What is expected:
An exact reproduction of all the entries is what the answer must contain.

Dataset records:
--- --- ---

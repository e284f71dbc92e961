//! Storage layer for the filepool upload relay.
//!
//! This crate provides the `StorageBackend` trait, the account pool with its
//! rotation cursor, the sequential fallback orchestrator, the staged payload
//! manager, and the S3 and Drive adapters.
//!
//! # Object name format
//!
//! Every stored object is named `uploads/{uuid}_{sanitized filename}` so that
//! uploads can never overwrite unrelated objects at the backend. Name
//! generation is centralized in the `keys` module so all backends stay
//! consistent.

pub mod drive;
pub mod factory;
pub(crate) mod keys;
pub mod pool;
pub mod s3;
pub mod staged;
pub mod traits;
pub mod uploader;

// Re-export commonly used types
pub use drive::DriveBackend;
pub use factory::build_pool;
pub use pool::{AccountEntry, AccountPool, Topology};
pub use s3::S3Backend;
pub use staged::{live_payloads, StagedPayload};
pub use traits::{StorageBackend, StorageError, StorageResult, StorageUsage, StoredObject};
pub use uploader::{UploadError, UploadOutcome, Uploader};

#[cfg(test)]
pub(crate) mod test_support {
    /// Serializes tests that stage payloads so live-count assertions stay stable.
    pub static PAYLOAD_LOCK: std::sync::Mutex<()> = std::sync::Mutex::new(());

    pub fn payload_guard() -> std::sync::MutexGuard<'static, ()> {
        PAYLOAD_LOCK.lock().unwrap_or_else(|e| e.into_inner())
    }
}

--- --- ---

Task result:
repository e284f71dbc92e961
//! Storage layer for the filepool upload relay.
//!
//! This crate provides the `StorageBackend` trait, the account pool with its
//! rotation cursor, the sequential fallback orchestrator, the staged payload
//! manager, and the S3 and Drive adapters.
//!
//! # Object name format
//!
//! Every stored object is named `uploads/{uuid}_{sanitized filename}` so that
//! uploads can never overwrite unrelated objects at the backend. Name
//! generation is centralized in the `keys` module so all backends stay
//! consistent.

pub mod drive;
pub mod factory;
pub(crate) mod keys;
pub mod pool;
pub mod s3;
pub mod staged;
pub mod traits;
pub mod uploader;

// Re-export commonly used types
pub use drive::DriveBackend;
pub use factory::build_pool;
pub use pool::{AccountEntry, AccountPool, Topology};
pub use s3::S3Backend;
pub use staged::{live_payloads, StagedPayload};
pub use traits::{StorageBackend, StorageError, StorageResult, StorageUsage, StoredObject};
pub use uploader::{UploadError, UploadOutcome, Uploader};

#[cfg(test)]
pub(crate) mod test_support {
    /// Serializes tests that stage payloads so live-count assertions stay stable.
    pub static PAYLOAD_LOCK: std::sync::Mutex<()> = std::sync::Mutex::new(());

    pub fn payload_guard() -> std::sync::MutexGuard<'static, ()> {
        PAYLOAD_LOCK.lock().unwrap_or_else(|e| e.into_inner())
    }
}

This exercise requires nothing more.